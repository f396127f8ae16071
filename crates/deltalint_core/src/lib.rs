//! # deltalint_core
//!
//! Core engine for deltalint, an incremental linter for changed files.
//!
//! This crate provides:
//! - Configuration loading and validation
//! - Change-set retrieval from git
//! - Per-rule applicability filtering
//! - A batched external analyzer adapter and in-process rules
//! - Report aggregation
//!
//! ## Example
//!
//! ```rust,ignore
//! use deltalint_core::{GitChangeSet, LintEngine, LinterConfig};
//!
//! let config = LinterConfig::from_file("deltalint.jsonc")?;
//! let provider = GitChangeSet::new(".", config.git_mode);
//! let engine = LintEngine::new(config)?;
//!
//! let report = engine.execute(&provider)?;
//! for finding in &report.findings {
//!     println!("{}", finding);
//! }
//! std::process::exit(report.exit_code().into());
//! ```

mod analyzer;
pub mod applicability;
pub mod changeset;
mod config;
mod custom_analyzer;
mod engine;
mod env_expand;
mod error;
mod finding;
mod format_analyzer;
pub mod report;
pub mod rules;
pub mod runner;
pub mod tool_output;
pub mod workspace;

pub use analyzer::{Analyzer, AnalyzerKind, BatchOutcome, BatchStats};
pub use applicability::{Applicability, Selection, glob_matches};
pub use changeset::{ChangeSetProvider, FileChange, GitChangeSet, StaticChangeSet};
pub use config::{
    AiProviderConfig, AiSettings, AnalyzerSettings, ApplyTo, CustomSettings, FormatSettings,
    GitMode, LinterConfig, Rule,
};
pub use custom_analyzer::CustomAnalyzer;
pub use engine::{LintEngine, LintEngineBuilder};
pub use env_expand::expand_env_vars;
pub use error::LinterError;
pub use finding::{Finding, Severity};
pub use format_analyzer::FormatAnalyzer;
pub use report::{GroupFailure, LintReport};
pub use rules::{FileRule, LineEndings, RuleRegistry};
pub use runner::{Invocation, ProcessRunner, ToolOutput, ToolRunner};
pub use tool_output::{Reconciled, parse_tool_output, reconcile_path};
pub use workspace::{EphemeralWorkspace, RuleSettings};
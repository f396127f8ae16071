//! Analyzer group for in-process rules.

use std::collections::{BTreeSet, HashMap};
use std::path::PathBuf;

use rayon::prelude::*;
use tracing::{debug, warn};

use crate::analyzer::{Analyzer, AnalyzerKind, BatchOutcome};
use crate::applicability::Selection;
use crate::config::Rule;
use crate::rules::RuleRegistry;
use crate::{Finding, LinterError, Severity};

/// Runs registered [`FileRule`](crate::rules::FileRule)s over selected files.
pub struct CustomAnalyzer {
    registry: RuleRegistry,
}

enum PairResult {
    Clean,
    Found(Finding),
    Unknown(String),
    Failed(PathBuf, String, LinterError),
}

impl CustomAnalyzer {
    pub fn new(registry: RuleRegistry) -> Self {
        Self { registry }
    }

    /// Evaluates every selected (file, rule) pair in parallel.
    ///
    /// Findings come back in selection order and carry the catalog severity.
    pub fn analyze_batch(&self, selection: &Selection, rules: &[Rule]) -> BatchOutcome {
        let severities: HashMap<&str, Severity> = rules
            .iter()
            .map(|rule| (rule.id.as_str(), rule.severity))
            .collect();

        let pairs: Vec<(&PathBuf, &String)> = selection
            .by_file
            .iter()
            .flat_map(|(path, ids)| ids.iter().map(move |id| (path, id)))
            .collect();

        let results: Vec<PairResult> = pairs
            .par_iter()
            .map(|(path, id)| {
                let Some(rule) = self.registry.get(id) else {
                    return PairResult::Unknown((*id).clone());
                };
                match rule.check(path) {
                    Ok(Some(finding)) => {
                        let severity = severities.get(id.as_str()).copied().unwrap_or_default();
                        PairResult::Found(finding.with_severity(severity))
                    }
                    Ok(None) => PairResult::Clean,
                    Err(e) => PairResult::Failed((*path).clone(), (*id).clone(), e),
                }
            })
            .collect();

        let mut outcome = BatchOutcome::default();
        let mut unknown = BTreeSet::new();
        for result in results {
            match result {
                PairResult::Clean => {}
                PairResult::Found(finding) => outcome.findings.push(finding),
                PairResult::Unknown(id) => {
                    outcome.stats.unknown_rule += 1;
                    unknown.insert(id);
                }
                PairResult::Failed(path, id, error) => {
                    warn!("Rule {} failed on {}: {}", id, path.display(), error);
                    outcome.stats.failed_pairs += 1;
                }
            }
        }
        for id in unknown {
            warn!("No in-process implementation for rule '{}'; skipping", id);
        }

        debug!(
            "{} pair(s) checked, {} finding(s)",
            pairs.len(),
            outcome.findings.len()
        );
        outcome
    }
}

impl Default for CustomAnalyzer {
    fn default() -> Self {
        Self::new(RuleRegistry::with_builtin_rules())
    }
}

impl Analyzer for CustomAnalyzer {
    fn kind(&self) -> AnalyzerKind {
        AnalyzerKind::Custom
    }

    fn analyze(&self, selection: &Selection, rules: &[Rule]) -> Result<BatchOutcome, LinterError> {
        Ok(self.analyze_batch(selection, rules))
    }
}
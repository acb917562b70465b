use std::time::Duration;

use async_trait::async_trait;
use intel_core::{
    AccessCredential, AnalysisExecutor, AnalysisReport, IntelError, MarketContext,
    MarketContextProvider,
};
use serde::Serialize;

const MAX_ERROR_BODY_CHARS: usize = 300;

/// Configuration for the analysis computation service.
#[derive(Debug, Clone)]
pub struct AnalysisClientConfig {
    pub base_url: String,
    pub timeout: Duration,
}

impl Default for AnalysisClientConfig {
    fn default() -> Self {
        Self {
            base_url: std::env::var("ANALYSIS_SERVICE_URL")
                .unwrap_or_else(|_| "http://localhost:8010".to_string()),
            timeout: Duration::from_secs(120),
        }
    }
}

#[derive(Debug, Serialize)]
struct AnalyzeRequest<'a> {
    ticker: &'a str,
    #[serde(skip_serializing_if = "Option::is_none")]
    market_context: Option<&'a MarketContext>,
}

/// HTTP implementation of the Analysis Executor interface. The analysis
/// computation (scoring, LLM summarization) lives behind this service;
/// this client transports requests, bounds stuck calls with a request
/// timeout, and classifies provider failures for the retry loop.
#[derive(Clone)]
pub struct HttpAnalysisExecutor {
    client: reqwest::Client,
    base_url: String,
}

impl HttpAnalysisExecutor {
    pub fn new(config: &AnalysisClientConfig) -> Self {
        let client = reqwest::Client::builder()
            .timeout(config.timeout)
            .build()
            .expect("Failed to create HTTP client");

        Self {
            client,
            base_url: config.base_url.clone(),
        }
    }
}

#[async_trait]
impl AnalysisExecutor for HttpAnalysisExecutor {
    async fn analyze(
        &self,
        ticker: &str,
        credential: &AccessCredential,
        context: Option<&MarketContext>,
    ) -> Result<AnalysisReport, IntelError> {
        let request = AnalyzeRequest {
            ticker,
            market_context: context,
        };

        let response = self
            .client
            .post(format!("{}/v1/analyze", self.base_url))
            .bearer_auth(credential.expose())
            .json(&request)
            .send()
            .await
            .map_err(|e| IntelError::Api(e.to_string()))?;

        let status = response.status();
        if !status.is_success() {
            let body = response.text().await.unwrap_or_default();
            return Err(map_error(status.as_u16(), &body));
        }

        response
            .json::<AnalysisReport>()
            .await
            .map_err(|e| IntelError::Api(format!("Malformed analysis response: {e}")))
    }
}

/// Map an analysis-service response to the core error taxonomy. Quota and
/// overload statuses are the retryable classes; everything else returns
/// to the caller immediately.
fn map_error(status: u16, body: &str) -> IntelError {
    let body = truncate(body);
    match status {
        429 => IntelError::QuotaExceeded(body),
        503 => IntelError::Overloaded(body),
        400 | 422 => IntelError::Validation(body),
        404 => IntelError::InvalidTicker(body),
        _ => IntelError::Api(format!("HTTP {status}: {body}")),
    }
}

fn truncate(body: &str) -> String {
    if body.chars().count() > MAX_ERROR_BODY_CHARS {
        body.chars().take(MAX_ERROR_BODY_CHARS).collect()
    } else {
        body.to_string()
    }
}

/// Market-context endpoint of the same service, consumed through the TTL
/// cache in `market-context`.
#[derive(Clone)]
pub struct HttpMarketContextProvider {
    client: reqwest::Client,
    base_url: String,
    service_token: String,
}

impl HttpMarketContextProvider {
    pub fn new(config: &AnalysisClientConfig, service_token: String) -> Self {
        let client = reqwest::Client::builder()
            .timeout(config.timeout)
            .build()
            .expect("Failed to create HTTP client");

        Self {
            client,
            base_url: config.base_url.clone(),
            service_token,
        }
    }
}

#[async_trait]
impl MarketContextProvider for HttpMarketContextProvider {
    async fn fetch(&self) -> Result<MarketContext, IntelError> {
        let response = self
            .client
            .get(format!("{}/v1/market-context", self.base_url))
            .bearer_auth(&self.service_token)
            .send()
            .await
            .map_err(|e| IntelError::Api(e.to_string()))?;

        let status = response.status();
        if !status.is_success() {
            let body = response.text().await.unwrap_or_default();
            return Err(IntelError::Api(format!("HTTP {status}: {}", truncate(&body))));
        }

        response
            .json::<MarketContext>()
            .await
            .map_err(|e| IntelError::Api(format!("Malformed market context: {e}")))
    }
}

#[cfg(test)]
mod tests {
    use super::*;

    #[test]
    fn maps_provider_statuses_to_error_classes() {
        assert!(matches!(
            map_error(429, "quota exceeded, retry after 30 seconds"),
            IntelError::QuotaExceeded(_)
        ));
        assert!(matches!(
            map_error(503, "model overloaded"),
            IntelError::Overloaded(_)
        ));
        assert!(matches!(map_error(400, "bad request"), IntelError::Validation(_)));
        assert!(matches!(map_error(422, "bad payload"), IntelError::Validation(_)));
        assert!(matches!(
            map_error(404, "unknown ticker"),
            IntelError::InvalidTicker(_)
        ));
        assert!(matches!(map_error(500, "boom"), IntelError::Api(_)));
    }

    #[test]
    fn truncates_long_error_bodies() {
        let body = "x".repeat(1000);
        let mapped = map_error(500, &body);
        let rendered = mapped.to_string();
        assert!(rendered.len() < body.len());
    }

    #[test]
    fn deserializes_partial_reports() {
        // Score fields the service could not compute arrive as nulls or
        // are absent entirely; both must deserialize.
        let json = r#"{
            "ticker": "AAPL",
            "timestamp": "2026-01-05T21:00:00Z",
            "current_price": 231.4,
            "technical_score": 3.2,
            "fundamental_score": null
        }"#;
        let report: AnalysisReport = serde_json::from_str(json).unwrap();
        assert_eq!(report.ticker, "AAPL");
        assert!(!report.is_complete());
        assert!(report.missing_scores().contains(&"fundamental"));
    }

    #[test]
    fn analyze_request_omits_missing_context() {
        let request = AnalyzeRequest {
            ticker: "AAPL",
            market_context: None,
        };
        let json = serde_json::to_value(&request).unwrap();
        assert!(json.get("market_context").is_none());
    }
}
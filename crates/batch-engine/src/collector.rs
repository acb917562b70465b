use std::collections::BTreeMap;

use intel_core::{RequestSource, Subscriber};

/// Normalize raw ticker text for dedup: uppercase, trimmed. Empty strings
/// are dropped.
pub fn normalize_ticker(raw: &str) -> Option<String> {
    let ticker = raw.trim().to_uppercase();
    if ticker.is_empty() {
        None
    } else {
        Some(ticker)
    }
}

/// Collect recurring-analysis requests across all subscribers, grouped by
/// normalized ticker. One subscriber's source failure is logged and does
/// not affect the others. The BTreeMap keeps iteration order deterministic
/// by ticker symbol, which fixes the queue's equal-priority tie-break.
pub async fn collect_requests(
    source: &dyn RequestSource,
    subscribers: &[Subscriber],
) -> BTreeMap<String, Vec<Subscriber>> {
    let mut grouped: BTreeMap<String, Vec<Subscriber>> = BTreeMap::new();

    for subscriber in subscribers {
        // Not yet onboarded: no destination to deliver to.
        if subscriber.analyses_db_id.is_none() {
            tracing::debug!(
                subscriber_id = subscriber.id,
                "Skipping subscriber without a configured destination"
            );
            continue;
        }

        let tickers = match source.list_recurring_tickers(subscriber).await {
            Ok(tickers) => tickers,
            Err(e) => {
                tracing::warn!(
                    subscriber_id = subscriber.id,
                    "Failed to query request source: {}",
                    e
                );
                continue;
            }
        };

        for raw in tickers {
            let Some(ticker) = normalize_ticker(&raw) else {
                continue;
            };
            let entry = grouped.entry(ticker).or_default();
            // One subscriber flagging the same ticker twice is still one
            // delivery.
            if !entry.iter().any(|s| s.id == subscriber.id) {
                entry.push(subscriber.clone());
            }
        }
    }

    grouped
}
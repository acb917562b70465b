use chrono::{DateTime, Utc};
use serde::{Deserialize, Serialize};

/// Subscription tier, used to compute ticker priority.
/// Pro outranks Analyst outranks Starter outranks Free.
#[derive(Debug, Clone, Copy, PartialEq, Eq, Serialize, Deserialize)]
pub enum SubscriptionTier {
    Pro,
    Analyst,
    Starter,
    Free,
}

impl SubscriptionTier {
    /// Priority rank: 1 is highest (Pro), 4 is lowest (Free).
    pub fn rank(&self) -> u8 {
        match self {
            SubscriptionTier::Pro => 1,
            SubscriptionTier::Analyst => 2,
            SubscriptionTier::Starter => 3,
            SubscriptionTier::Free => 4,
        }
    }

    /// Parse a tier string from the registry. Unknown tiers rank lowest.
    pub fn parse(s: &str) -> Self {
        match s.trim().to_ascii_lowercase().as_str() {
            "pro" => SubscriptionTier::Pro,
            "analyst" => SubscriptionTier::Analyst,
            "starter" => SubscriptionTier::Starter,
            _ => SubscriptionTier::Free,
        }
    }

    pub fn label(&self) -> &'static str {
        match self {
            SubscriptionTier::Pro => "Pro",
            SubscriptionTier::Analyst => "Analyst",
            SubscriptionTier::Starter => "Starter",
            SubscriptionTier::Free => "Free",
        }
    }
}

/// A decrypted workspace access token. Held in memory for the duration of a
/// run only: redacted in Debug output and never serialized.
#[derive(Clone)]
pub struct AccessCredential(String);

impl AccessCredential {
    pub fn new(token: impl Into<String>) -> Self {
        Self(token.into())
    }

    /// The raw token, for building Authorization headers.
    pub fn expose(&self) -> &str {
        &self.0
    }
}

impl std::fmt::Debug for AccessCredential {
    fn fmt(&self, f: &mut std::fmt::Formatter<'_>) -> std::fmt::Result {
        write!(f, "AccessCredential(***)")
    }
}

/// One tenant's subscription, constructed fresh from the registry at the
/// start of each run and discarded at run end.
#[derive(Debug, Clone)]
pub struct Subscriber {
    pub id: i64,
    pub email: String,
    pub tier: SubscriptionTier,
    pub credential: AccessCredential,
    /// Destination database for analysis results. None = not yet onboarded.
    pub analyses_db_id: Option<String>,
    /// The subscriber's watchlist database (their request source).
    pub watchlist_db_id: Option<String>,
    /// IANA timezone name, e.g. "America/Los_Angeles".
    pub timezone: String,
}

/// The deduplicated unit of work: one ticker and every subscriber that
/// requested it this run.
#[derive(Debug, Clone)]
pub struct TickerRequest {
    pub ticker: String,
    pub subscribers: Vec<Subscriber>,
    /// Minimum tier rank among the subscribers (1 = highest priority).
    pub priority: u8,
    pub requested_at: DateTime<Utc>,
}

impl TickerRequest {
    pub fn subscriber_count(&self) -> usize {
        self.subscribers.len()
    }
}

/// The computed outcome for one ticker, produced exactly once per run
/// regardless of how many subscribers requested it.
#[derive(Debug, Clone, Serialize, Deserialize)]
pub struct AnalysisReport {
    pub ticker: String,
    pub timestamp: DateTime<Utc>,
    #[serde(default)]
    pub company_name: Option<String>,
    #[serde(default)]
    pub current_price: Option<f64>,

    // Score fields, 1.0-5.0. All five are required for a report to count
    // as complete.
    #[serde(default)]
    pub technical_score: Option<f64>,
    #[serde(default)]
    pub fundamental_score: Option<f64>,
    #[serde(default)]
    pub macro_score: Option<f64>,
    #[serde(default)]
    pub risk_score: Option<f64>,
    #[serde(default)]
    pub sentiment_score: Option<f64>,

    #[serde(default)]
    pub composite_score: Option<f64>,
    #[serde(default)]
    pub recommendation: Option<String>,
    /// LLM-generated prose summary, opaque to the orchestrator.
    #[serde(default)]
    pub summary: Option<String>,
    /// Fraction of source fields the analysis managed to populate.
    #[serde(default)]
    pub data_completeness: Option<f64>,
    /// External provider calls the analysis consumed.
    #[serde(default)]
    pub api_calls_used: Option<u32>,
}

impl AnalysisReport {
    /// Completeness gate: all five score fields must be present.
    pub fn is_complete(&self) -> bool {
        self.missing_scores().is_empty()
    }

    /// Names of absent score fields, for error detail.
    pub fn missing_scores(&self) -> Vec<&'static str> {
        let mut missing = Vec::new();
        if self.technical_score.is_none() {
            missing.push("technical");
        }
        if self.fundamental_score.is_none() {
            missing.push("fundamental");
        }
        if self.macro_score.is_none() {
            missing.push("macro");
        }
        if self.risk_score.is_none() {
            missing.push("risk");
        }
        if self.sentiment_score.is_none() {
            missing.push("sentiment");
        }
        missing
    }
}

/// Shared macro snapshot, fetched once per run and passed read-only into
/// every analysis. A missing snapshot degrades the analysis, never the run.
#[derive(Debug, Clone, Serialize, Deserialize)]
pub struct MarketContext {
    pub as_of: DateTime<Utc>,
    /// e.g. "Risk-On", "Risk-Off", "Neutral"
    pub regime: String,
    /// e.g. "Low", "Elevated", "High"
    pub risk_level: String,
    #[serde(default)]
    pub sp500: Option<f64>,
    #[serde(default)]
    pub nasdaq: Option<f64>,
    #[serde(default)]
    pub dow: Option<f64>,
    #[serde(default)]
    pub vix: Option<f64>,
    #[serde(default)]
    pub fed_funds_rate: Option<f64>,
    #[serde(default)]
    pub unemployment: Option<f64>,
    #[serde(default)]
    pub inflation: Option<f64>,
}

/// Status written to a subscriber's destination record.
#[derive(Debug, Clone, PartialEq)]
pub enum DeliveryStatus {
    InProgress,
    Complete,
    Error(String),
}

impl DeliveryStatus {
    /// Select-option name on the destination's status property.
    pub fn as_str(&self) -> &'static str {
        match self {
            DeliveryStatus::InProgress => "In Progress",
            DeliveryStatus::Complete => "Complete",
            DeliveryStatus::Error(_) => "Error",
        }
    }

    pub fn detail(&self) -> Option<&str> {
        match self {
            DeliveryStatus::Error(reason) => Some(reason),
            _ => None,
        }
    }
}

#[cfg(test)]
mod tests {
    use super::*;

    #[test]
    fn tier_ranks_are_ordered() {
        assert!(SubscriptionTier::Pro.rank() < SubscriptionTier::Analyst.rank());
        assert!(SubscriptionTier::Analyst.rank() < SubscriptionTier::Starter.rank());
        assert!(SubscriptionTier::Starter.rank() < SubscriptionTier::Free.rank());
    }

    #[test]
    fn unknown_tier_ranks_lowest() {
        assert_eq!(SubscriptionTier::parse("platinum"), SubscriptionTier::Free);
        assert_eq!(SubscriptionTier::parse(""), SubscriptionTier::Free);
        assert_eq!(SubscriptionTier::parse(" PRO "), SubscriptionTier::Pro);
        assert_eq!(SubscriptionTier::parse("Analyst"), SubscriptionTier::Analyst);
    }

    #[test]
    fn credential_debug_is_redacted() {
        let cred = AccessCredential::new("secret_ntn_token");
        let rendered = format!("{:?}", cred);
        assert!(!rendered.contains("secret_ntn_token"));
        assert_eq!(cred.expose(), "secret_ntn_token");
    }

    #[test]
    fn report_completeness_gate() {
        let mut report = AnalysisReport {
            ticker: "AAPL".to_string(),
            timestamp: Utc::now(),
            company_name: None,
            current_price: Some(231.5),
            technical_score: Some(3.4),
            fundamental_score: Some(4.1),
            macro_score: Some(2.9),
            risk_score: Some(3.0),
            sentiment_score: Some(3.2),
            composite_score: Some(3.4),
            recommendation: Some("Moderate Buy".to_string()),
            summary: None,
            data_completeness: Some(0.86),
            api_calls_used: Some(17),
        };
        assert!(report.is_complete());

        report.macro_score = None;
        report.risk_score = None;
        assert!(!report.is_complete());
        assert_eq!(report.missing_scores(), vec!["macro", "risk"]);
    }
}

Task description => Write out only the lines from the very start of the entries above to the line that includes "use crate::rules::RuleRegistry;", both ends included, each one unchanged.

Result for this exercise =>
repository f396127f8ae16071
filename crates/deltalint_core/src/lib.rs
//! # deltalint_core
//!
//! Core engine for deltalint, an incremental linter for changed files.
//!
//! This crate provides:
//! - Configuration loading and validation
//! - Change-set retrieval from git
//! - Per-rule applicability filtering
//! - A batched external analyzer adapter and in-process rules
//! - Report aggregation
//!
//! ## Example
//!
//! ```rust,ignore
//! use deltalint_core::{GitChangeSet, LintEngine, LinterConfig};
//!
//! let config = LinterConfig::from_file("deltalint.jsonc")?;
//! let provider = GitChangeSet::new(".", config.git_mode);
//! let engine = LintEngine::new(config)?;
//!
//! let report = engine.execute(&provider)?;
//! for finding in &report.findings {
//!     println!("{}", finding);
//! }
//! std::process::exit(report.exit_code().into());
//! ```

mod analyzer;
pub mod applicability;
pub mod changeset;
mod config;
mod custom_analyzer;
mod engine;
mod env_expand;
mod error;
mod finding;
mod format_analyzer;
pub mod report;
pub mod rules;
pub mod runner;
pub mod tool_output;
pub mod workspace;

pub use analyzer::{Analyzer, AnalyzerKind, BatchOutcome, BatchStats};
pub use applicability::{Applicability, Selection, glob_matches};
pub use changeset::{ChangeSetProvider, FileChange, GitChangeSet, StaticChangeSet};
pub use config::{
    AiProviderConfig, AiSettings, AnalyzerSettings, ApplyTo, CustomSettings, FormatSettings,
    GitMode, LinterConfig, Rule,
};
pub use custom_analyzer::CustomAnalyzer;
pub use engine::{LintEngine, LintEngineBuilder};
pub use env_expand::expand_env_vars;
pub use error::LinterError;
pub use finding::{Finding, Severity};
pub use format_analyzer::FormatAnalyzer;
pub use report::{GroupFailure, LintReport};
pub use rules::{FileRule, LineEndings, RuleRegistry};
pub use runner::{Invocation, ProcessRunner, ToolOutput, ToolRunner};
pub use tool_output::{Reconciled, parse_tool_output, reconcile_path};
pub use workspace::{EphemeralWorkspace, RuleSettings};
repository f396127f8ae16071
//! Analyzer group for in-process rules.

use std::collections::{BTreeSet, HashMap};
use std::path::PathBuf;

use rayon::prelude::*;
use tracing::{debug, warn};

use crate::analyzer::{Analyzer, AnalyzerKind, BatchOutcome};
use crate::applicability::Selection;
use crate::config::Rule;
use crate::rules::RuleRegistry;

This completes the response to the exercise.